_Description of the task_:
Look through the material for lines with the word "boolean", and copy each one.

_Extracted data_:
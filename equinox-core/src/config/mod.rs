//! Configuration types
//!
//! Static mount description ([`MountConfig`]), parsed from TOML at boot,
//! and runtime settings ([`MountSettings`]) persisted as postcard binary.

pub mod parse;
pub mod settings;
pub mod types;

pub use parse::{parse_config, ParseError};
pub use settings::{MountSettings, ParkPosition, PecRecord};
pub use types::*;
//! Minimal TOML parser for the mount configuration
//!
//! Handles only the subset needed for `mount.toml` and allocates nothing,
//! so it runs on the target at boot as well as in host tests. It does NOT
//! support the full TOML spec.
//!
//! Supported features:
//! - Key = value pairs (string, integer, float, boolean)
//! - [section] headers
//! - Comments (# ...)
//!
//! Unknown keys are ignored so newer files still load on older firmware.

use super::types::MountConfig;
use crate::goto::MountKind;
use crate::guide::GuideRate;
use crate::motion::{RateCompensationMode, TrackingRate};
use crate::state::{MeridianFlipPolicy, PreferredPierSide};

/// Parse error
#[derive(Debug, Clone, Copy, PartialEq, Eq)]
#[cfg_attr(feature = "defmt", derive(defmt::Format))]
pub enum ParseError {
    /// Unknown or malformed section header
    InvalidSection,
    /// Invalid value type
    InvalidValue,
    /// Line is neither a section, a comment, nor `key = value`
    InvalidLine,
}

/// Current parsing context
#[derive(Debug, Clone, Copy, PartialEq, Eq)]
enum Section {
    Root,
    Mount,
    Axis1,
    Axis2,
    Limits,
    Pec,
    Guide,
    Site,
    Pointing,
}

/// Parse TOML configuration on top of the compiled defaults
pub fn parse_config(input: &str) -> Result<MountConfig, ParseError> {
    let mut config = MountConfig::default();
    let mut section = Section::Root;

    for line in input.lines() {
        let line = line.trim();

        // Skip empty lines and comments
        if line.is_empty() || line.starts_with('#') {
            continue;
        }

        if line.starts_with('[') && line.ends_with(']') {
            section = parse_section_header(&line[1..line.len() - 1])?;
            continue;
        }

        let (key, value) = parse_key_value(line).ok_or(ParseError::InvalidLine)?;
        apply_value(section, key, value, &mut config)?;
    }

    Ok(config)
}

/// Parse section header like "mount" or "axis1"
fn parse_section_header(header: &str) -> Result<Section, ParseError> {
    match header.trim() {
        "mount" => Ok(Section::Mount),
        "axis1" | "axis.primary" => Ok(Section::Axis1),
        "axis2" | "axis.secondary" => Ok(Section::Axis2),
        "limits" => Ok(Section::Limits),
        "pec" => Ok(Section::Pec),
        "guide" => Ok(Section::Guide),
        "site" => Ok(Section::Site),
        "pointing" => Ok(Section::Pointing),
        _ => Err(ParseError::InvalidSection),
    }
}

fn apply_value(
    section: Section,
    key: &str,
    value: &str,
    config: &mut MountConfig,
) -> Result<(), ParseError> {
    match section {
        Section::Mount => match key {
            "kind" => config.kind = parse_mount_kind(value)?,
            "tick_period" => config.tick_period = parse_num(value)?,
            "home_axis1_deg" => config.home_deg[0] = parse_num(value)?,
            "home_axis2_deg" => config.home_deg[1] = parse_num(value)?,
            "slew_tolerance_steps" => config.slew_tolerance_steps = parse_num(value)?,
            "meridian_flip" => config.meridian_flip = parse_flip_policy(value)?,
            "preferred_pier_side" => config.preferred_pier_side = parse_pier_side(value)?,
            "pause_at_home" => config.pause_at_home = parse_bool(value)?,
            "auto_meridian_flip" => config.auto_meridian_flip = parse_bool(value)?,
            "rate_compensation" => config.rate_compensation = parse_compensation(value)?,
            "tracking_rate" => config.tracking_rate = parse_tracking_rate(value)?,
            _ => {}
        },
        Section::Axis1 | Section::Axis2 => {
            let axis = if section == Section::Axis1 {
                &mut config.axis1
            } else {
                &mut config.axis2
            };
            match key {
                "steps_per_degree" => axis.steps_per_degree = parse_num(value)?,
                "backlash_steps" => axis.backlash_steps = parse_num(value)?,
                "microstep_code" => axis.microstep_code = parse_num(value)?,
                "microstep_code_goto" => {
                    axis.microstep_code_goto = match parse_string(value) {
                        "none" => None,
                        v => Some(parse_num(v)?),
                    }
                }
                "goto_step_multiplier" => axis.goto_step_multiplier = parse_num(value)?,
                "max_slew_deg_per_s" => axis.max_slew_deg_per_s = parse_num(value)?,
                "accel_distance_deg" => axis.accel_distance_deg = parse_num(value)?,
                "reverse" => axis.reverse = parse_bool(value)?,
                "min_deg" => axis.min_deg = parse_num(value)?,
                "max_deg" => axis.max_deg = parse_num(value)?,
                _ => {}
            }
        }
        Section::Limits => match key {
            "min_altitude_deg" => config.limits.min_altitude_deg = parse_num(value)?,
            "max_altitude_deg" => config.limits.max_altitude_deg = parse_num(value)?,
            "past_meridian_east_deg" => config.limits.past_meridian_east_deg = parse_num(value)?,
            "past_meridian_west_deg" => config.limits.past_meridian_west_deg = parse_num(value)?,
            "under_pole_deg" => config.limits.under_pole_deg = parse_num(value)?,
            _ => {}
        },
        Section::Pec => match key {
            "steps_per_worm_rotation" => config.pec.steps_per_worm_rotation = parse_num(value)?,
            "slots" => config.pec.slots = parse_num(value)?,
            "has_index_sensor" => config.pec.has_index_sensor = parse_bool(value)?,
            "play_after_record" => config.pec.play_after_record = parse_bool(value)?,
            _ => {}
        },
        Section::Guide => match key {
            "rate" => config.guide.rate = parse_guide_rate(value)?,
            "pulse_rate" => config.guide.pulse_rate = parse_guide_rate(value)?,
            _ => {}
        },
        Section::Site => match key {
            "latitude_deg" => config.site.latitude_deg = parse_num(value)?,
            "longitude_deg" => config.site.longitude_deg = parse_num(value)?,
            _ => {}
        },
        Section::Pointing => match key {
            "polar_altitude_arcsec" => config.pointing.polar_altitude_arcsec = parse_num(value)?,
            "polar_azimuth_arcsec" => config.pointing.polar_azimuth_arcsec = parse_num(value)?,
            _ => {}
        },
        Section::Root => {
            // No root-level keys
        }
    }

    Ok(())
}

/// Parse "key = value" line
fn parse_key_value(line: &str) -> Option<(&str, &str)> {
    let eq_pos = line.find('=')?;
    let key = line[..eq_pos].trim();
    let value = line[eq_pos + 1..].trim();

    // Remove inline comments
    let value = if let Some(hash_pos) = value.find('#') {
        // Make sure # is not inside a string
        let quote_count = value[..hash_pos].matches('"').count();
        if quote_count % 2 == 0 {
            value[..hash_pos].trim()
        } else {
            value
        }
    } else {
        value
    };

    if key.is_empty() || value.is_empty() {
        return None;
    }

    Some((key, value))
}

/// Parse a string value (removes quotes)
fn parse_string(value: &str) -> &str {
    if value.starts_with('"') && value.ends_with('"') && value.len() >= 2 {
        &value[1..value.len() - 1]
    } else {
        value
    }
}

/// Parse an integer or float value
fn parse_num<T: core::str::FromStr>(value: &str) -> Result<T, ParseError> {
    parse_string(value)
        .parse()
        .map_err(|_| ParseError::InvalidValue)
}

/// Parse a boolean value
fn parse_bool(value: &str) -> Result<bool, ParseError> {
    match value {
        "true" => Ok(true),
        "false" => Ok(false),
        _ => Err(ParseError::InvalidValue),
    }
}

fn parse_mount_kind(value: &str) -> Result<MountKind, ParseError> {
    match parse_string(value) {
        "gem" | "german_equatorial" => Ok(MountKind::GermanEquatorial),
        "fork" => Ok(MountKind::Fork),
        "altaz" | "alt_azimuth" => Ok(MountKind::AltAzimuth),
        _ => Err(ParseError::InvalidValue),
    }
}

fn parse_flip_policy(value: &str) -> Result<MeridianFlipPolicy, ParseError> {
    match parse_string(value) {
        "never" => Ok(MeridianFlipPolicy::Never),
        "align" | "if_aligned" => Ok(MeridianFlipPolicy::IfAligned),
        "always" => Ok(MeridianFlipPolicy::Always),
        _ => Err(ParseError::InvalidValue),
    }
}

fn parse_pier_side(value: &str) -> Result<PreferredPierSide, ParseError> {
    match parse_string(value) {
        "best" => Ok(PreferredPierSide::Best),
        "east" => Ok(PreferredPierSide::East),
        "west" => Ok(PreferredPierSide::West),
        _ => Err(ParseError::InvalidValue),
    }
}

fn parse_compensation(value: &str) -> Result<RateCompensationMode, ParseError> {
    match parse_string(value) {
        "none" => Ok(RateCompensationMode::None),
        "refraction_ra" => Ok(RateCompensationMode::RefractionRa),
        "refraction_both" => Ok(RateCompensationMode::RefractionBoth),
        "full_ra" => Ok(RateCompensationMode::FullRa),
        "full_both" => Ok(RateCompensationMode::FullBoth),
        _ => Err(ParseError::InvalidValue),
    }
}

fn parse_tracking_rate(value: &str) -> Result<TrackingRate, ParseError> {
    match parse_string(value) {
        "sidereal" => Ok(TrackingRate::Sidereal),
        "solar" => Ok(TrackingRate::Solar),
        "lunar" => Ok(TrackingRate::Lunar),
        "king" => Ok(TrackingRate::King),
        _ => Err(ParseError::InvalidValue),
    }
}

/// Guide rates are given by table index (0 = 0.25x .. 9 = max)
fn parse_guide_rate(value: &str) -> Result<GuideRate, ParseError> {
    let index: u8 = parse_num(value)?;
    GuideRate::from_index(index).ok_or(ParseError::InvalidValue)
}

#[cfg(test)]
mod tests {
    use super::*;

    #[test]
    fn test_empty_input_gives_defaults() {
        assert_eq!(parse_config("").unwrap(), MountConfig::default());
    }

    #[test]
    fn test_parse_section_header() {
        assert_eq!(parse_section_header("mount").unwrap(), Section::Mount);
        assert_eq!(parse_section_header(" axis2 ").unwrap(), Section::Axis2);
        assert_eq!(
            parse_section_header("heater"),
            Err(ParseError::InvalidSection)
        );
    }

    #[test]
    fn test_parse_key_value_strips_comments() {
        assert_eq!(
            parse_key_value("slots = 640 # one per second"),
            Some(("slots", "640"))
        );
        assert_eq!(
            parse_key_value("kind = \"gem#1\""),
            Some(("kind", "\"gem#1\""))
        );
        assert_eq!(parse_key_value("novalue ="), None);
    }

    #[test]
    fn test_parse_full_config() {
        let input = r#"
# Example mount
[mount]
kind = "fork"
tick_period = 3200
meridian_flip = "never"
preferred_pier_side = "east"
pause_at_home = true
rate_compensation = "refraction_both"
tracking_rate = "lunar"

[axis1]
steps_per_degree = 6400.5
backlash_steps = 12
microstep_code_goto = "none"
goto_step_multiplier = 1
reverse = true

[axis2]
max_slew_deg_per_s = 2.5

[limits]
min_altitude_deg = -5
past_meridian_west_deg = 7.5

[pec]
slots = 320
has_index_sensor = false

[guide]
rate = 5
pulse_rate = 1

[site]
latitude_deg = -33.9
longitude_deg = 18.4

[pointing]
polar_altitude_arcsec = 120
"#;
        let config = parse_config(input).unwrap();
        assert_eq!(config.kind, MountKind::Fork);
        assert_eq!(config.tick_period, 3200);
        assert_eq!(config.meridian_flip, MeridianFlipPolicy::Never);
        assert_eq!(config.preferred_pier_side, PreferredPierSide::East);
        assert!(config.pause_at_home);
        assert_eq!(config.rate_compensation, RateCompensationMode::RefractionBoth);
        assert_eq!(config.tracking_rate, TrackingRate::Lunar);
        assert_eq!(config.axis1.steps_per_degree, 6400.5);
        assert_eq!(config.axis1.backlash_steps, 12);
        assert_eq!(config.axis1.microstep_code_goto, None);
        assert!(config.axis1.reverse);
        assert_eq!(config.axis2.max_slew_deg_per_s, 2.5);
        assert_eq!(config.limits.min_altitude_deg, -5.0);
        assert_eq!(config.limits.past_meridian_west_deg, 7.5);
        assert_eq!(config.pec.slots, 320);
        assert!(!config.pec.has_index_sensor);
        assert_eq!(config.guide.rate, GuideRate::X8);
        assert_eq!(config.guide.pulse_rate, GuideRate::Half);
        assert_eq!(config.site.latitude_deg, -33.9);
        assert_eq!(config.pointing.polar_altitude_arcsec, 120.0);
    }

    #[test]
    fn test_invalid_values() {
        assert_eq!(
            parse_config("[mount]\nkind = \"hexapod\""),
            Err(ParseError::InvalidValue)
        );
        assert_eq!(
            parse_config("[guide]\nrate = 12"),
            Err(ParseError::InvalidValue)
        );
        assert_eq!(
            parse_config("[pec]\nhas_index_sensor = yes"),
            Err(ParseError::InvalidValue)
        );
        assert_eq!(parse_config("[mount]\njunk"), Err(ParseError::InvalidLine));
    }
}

_Solution to this task_:
//! - Key = value pairs (string, integer, float, boolean)
/// Parse a boolean value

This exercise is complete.